Each object hints at a different facet of Hoboken’s colorful history. Since its founding in 1986, the museum has collected more than 100,000 items, all carefully catalogued and neatly stowed in the museum’s tiny collections storage space in the Shipyard complex.

The space is maxed out, so the museum recently launched a campaign to raise more than $100,000 in donations from the community to create a new Hoboken Museum Archives and Research Center. The goal is not only to accommodate the museum’s next 30 years of collecting, but to provide space for researchers and visitors to use these resources with the assistance of the Collections Manager.
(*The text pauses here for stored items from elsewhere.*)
//! VarDCT-path decoding
//!
//! Collects quantized coefficients across the progressive passes, then
//! reconstructs: DC un-prediction in raster order, inverse zigzag,
//! dequantization (honoring the per-block scale map), inverse DCT,
//! inverse color transform.

use luxel_bitstream::BitstreamReader;
use luxel_color::{linear_to_srgb, xyb_planes_to_rgb, ycbcr_planes_to_rgb};
use luxel_core::consts::{BLOCK_COEFFS, END_OF_CHANNEL};
use luxel_core::{ColorSpace, Error, ExtraChannel, Result};
use luxel_entropy::{
    ac_context, dc_context, decode_coeff_band_rle, modular_context, symbol_to_signed, RansDecoder,
};
use luxel_headers::frame::{color_transform, FrameHeader};
use luxel_transform::{
    dequantize_block, inverse_dct_8x8, place_block, predict_dc, unscan_block, QuantMatrix,
};

use crate::modular::{decode_extra_channels, read_section};
use crate::DecodeContext;

/// Working-range scale shared with the encoder
const SAMPLE_SCALE: f32 = 255.0;
const SCALE_MAP_UNIT: f32 = 64.0;

fn is_chroma(transform: u32, channel: usize) -> bool {
    match transform {
        color_transform::YCBCR => channel == 1 || channel == 2,
        color_transform::XYB => channel == 0 || channel == 2,
        _ => false,
    }
}

/// Coefficient bands per pass; must mirror the encoder exactly.
fn pass_bands(num_passes: u8) -> Vec<(usize, usize)> {
    if num_passes <= 1 {
        return vec![(0, BLOCK_COEFFS)];
    }
    let mut bands = vec![(0, 1)];
    let parts = (num_passes - 1) as usize;
    let mut start = 1;
    for p in 0..parts {
        let len = 63 / parts + usize::from(p < 63 % parts);
        bands.push((start, start + len));
        start += len;
    }
    bands
}

pub(crate) fn decode_vardct(
    reader: &mut BitstreamReader<'_>,
    frame_header: &FrameHeader,
    context: &DecodeContext,
) -> Result<(Vec<Vec<i32>>, Vec<ExtraChannel>)> {
    let width = context.width;
    let height = context.height;
    let blocks_x = width.div_ceil(8);
    let blocks_y = height.div_ceil(8);
    let num_blocks = blocks_x * blocks_y;
    let channel_count = context.header.channels.count();
    let transform = frame_header.color_transform;

    let scale_map: Option<Vec<u8>> = if frame_header.has_scale_map {
        let count = reader.read_varint()? as usize;
        if count != num_blocks {
            return Err(Error::DecodeFailed(format!(
                "scale map covers {} blocks, frame has {}",
                count, num_blocks
            )));
        }
        Some(reader.read_data(count)?.to_vec())
    } else {
        None
    };

    // Gather coefficients across passes
    let mut scanned: Vec<Vec<i16>> = (0..channel_count)
        .map(|_| vec![0i16; num_blocks * BLOCK_COEFFS])
        .collect();
    for expected_pass in 0..frame_header.num_passes {
        reader.skip_to_byte_alignment();
        let pass_index = reader.read_varint()?;
        if pass_index != expected_pass as u64 {
            return Err(Error::DecodeFailed(format!(
                "pass {} where {} was expected",
                pass_index, expected_pass
            )));
        }
        let first = reader.read_varint()? as usize;
        let last = reader.read_varint()? as usize;
        if first >= last || last > BLOCK_COEFFS {
            return Err(Error::DecodeFailed(format!(
                "coefficient band {}..{}",
                first, last
            )));
        }
        let expected = pass_bands(frame_header.num_passes)[expected_pass as usize];
        if (first, last) != expected {
            return Err(Error::DecodeFailed(format!(
                "band {}..{} does not match the pass layout",
                first, last
            )));
        }

        if frame_header.use_ans {
            decode_pass_rans(reader, &mut scanned, num_blocks, (first, last))?;
        } else {
            decode_pass_rle(reader, &mut scanned, num_blocks, (first, last))?;
        }
    }
    reader.skip_to_byte_alignment();

    let extra_channels = decode_extra_channels(reader, context, frame_header.use_ans)?;

    // Reconstruct each channel
    let mut planes: Vec<Vec<f32>> = Vec::with_capacity(channel_count);
    for (c, channel_scanned) in scanned.iter().enumerate() {
        let matrix = QuantMatrix::from_distance(frame_header.distance, is_chroma(transform, c));
        planes.push(reconstruct_channel(
            channel_scanned,
            width,
            height,
            blocks_x,
            blocks_y,
            &matrix,
            scale_map.as_deref(),
        ));
    }

    // Back to normalized range, then undo the color transform
    for plane in planes.iter_mut() {
        for v in plane.iter_mut() {
            *v /= SAMPLE_SCALE;
        }
    }
    let linearized = transform == color_transform::XYB
        && context.header.color_space == ColorSpace::Srgb;
    if transform != color_transform::NONE && planes.len() >= 3 {
        let (c0, rest) = planes.split_at_mut(1);
        let (c1, c2) = rest.split_at_mut(1);
        match transform {
            color_transform::YCBCR => ycbcr_planes_to_rgb(&mut c0[0], &mut c1[0], &mut c2[0]),
            color_transform::XYB => xyb_planes_to_rgb(&mut c0[0], &mut c1[0], &mut c2[0]),
            other => {
                return Err(Error::DecodeFailed(format!("color transform {}", other)));
            }
        }
        if linearized {
            for plane in [&mut c0[0], &mut c1[0], &mut c2[0]] {
                for v in plane.iter_mut() {
                    *v = linear_to_srgb(*v);
                }
            }
        }
    }
    let working = planes
        .iter()
        .map(|p| {
            let plane = luxel_core::Plane::from_f32(context.header.pixel_type, p);
            match &plane {
                luxel_core::Plane::F32(v) => v.iter().map(|&s| s.to_bits() as i32).collect(),
                luxel_core::Plane::U8(v) => v.iter().map(|&s| s as i32).collect(),
                luxel_core::Plane::U16(v) => v.iter().map(|&s| s as i32).collect(),
                luxel_core::Plane::I16(v) => v.iter().map(|&s| s as i32).collect(),
            }
        })
        .collect();

    Ok((working, extra_channels))
}

fn decode_pass_rle(
    reader: &mut BitstreamReader<'_>,
    scanned: &mut [Vec<i16>],
    num_blocks: usize,
    band: (usize, usize),
) -> Result<()> {
    let band_len = band.1 - band.0;
    for channel in scanned.iter_mut() {
        for b in 0..num_blocks {
            let coeffs = decode_coeff_band_rle(reader, band_len)?;
            let base = b * BLOCK_COEFFS;
            channel[base + band.0..base + band.1].copy_from_slice(&coeffs);
        }
        let token = reader.read_varint()?;
        if token != END_OF_CHANNEL {
            return Err(Error::DecodeFailed(format!(
                "missing end-of-channel token, got {:#x}",
                token
            )));
        }
    }
    Ok(())
}

fn decode_pass_rans(
    reader: &mut BitstreamReader<'_>,
    scanned: &mut [Vec<i16>],
    num_blocks: usize,
    band: (usize, usize),
) -> Result<()> {
    let section = read_section(reader)?;
    let mut decoder = RansDecoder::new(section)?;
    for (c, channel) in scanned.iter_mut().enumerate() {
        for b in 0..num_blocks {
            let base = b * BLOCK_COEFFS;
            let mut run = 0usize;
            for i in band.0..band.1 {
                let value = if i == 0 {
                    symbol_to_signed(decoder.read(dc_context(c))?)
                } else {
                    let v = symbol_to_signed(decoder.read(ac_context(i, run))?);
                    if v == 0 {
                        run += 1;
                    } else {
                        run = 0;
                    }
                    v
                };
                channel[base + i] = value as i16;
            }
        }
        let token = decoder.read(modular_context())?;
        if token != END_OF_CHANNEL {
            return Err(Error::DecodeFailed(format!(
                "missing end-of-channel token, got {:#x}",
                token
            )));
        }
    }
    Ok(())
}

fn reconstruct_channel(
    scanned: &[i16],
    width: usize,
    height: usize,
    blocks_x: usize,
    blocks_y: usize,
    matrix: &QuantMatrix,
    scale_map: Option<&[u8]>,
) -> Vec<f32> {
    // Undo DC prediction in raster order
    let num_blocks = blocks_x * blocks_y;
    let mut dcs = vec![0i32; num_blocks];
    for by in 0..blocks_y {
        for bx in 0..blocks_x {
            let b = by * blocks_x + bx;
            let left = (bx > 0).then(|| dcs[b - 1]);
            let above = (by > 0).then(|| dcs[b - blocks_x]);
            dcs[b] = scanned[b * BLOCK_COEFFS] as i32 + predict_dc(left, above);
        }
    }

    let mut plane = vec![0.0f32; width * height];
    let mut zigzagged = [0i16; BLOCK_COEFFS];
    let mut block = [0i16; BLOCK_COEFFS];
    let mut dequantized = [0.0f32; BLOCK_COEFFS];
    let mut spatial = [0.0f32; BLOCK_COEFFS];
    for by in 0..blocks_y {
        for bx in 0..blocks_x {
            let b = by * blocks_x + bx;
            let base = b * BLOCK_COEFFS;
            zigzagged.copy_from_slice(&scanned[base..base + BLOCK_COEFFS]);
            zigzagged[0] = dcs[b] as i16;
            unscan_block(&zigzagged, &mut block);

            let effective = match scale_map {
                Some(map) => matrix.scaled(map[b] as f32 / SCALE_MAP_UNIT),
                None => *matrix,
            };
            dequantize_block(&block, &effective, &mut dequantized);
            inverse_dct_8x8(&dequantized, &mut spatial);
            place_block(&mut plane, width, height, bx, by, &spatial);
        }
    }
    plane
}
In the meantime, you can browse the vast majority of the museum’s collections online, at hobokenmuseum.org/research/collections. Here is a sneak peek at some of the fun, functional, and funky items that help tell today’s generations about Hoboken’s storied past.

Party City

Evidence that Hoboken had a thriving party scene over a century ago is seen in this framed collection of 70 tickets from various dances, costume balls, and social events from Hoboken and Hudson County between 1914 and 1920. Collected by Joseph Bucino and donated to the museum by Anthony Bucino, these tickets document the range of entertainments for the price of a quarter, including live music – Hawaiian and Dixieland were popular – free or reduced admission for ladies, and prizes for the largest groups to appear at the door. Displayed in the museum’s 2012 exhibition, “I Belong: A History of Civic and Social Clubs in Hoboken.”

http://hoboken.pastperfectonline.com/webobject/0B936E1A-7198-481C-99B6-815538621380

Something Fishy

Standing out on Hoboken’s bustling First Street wasn’t easy, so Joseph Apicella’s & Sons Fish Market, 309 First St., hung a huge 6-by-6-foot, double-sided sign in the shape of a leaping swordfish, suspended above the wave-edged, store-wide business sign with the slogan, “Enjoy that fresh fish flavor.” Established in 1906, the business endured for nearly 100 years, supplying family kitchens as well as the cafeterias and dining halls of St. Mary’s hospital, local factories Maxwell House and Lipton Tea, and the Holland America steamship line. It was dismounted from the building in 2007, after the business closed in 2005.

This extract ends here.